When comparing both systems, one could initially be under the impression that cashier accountability would be the preferred method in which to keep a handle on cash. One person per till should be a definitive way to make sure that any issues are taken care of quickly. However, when comparing the two, one must take several things into account. Hours and cost to investigate, flexibility in scheduling, and the effect on customer service are items that must be considered. Lane accountability, when executed correctly, has a positive affect in each of these areas and should be the preferred method used.
One of the benefits of lane accountability is its reduction of the number of tills that need to be counted and/or built. The benefits derived from this, when extrapolated through an organization, in labor savings and reduction of cash carry-over, will offset any potential increase in overs/shorts. Also, if your company has the right tracking system in place, you can determine, based on how a particular cashier trends when on several tills, whether or not there is an issue. If your system detects a pattern of variances whenever a particular cashier is on a till, you can then put them on cashier accountability, unknown to them, to determine whether or not an issue does exist, then take care of said issue as your company dictates. When you look at the monetary and hourly benefits that can be attained due to the use of this system, you can easily see how beneficial it can be to any organization.
Another benefit to using this system is the flexibility it gives the front end department both in scheduling and general operations. Task-based scheduling is a scheduling system that optimizes the placement of labor tasks within scheduled shifts to maximize productivity while providing great customer service. Lane accountability is a system that will help optimize this scheduling system for any front end, since you can easily move associates, based on the tasks assigned, in and out of different register lanes (i.e., regular and/or express).

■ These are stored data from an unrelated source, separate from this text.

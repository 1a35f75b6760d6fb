//! Server-rendered HTML view of a [`DashboardSnapshot`].
//!
//! Plain tables; the browser reloads the page every refresh interval.

use core::fmt::Write as _;

use crate::snapshot::{AlertLevel, DashboardSnapshot};

pub fn render(snapshot: &DashboardSnapshot, refresh_secs: u64, forecast_days: u32) -> String {
    let mut html = String::with_capacity(8 * 1024);
    let _ = write!(
        html,
        "<!DOCTYPE html>\n<html lang=\"en\">\n<head>\n<meta charset=\"utf-8\">\n\
         <meta http-equiv=\"refresh\" content=\"{refresh_secs}\">\n\
         <title>SmartStock IoT - Dashboard</title>\n</head>\n<body>\n\
         <h1>SmartStock IoT</h1>\n<p>Updated {}</p>\n",
        snapshot.generated_at.format("%Y-%m-%d %H:%M:%S UTC")
    );

    let c = &snapshot.counts;
    section(&mut html, "Overview");
    table(
        &mut html,
        &["Total", "Critical", "In use", "In storage"],
        [vec![
            c.total.to_string(),
            c.critical.to_string(),
            c.in_use.to_string(),
            c.in_storage.to_string(),
        ]],
    );

    section(&mut html, "Equipment state");
    table(
        &mut html,
        &["State", "Equipment"],
        snapshot
            .state_distribution
            .iter()
            .map(|s| vec![s.state.to_string(), s.count.to_string()]),
    );

    section(&mut html, "Stock by category");
    table(
        &mut html,
        &["Category", "Units in storage"],
        snapshot
            .stock_by_category
            .iter()
            .map(|s| vec![s.category.to_string(), s.units.to_string()]),
    );

    section(&mut html, "Predictive maintenance: equipment at risk");
    if snapshot.at_risk.is_empty() {
        html.push_str("<p>No equipment at critical risk right now.</p>\n");
    } else {
        table(
            &mut html,
            &["ID", "Category", "State", "Age (months)", "Failure prob.", "Risk", "Action"],
            snapshot.at_risk.iter().map(|r| {
                vec![
                    r.id.to_string(),
                    r.category.to_string(),
                    r.state.to_string(),
                    r.age_months.to_string(),
                    format!("{:.1}%", r.failure_probability * 100.0),
                    r.risk.to_string(),
                    r.action.clone(),
                ]
            }),
        );
    }

    section(&mut html, &format!("Demand forecast (next {forecast_days} days)"));
    table(
        &mut html,
        &["Category", "Forecast", "Min", "Max"],
        snapshot.forecasts.iter().map(|f| {
            vec![
                f.category.to_string(),
                f.predicted_demand.to_string(),
                f.confidence_interval.0.to_string(),
                f.confidence_interval.1.to_string(),
            ]
        }),
    );

    section(&mut html, "Stock recommendations");
    table(
        &mut html,
        &["Category", "Units", "Reorder point", "EOQ", "Status", "Action"],
        snapshot.recommendations.iter().map(|r| {
            vec![
                r.category.to_string(),
                r.stock_level.to_string(),
                r.reorder_point.to_string(),
                r.economic_order_quantity.to_string(),
                r.analysis.status.to_string(),
                r.analysis.recommended_action.clone(),
            ]
        }),
    );

    section(&mut html, "Alerts");
    for alert in &snapshot.alerts {
        let class = match alert.level {
            AlertLevel::Critical => "alert critical",
            AlertLevel::Info => "alert info",
        };
        let _ = writeln!(
            html,
            "<div class=\"{class}\"><h4>{}</h4><p>{}</p></div>",
            escape(&alert.title),
            escape(&alert.message)
        );
    }

    html.push_str("</body>\n</html>\n");
    html
}

fn section(html: &mut String, title: &str) {
    let _ = writeln!(html, "<h2>{}</h2>", escape(title));
}

fn table<I>(html: &mut String, headers: &[&str], rows: I)
where
    I: IntoIterator<Item = Vec<String>>,
{
    html.push_str("<table>\n<tr>");
    for h in headers {
        let _ = write!(html, "<th>{}</th>", escape(h));
    }
    html.push_str("</tr>\n");
    for row in rows {
        html.push_str("<tr>");
        for cell in row {
            let _ = write!(html, "<td>{}</td>", escape(&cell));
        }
        html.push_str("</tr>\n");
    }
    html.push_str("</table>\n");
}

fn escape(s: &str) -> String {
    let mut out = String::with_capacity(s.len());
    for ch in s.chars() {
        match ch {
            '&' => out.push_str("&amp;"),
            '<' => out.push_str("&lt;"),
            '>' => out.push_str("&gt;"),
            '"' => out.push_str("&quot;"),
            '\'' => out.push_str("&#39;"),
            _ => out.push(ch),
        }
    }
    out
}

In other words, you can have an employee scheduled during different parts of their day, in either regular cashier and/or express cashier, without the need to count/replace tills, thereby creating a smooth transition when it is necessary to move an associate from one lane to another. This same reduction in the need to handle tills helps front end departments to react quickly to sudden increases in business, more commonly referred to as rushes that occur sporadically during any given day.
Customer service is enhanced when using lane accountability. With cashier accountability, whenever there is a shift change there is an interruption in business flow and throughput due to the need of having to wait for a new till to be created, counting in and, in a lot of cases, a lane being shut down while this process is taking place. This generally increases the queuing, which reflects negatively on customer service. With lane accountability, and efficient planning, the need to perform these operations is significantly decreased and helps optimize the shift change process thereby ensuring a more pleasant shopping experience for customers. The cashier replacing the leaving employee just goes in and starts their day with very minimal interruption to the customer experience.
So, as discussed above, lane accountability and its proper execution is another excellent tool to enhance efficiency, customer service and promote labor savings. Any process that can do all of these things and bring more money to the bottom line is a process worth having. It would behoove any company that is not already taking advantage of this to take a hard look at the benefits that can be achieved.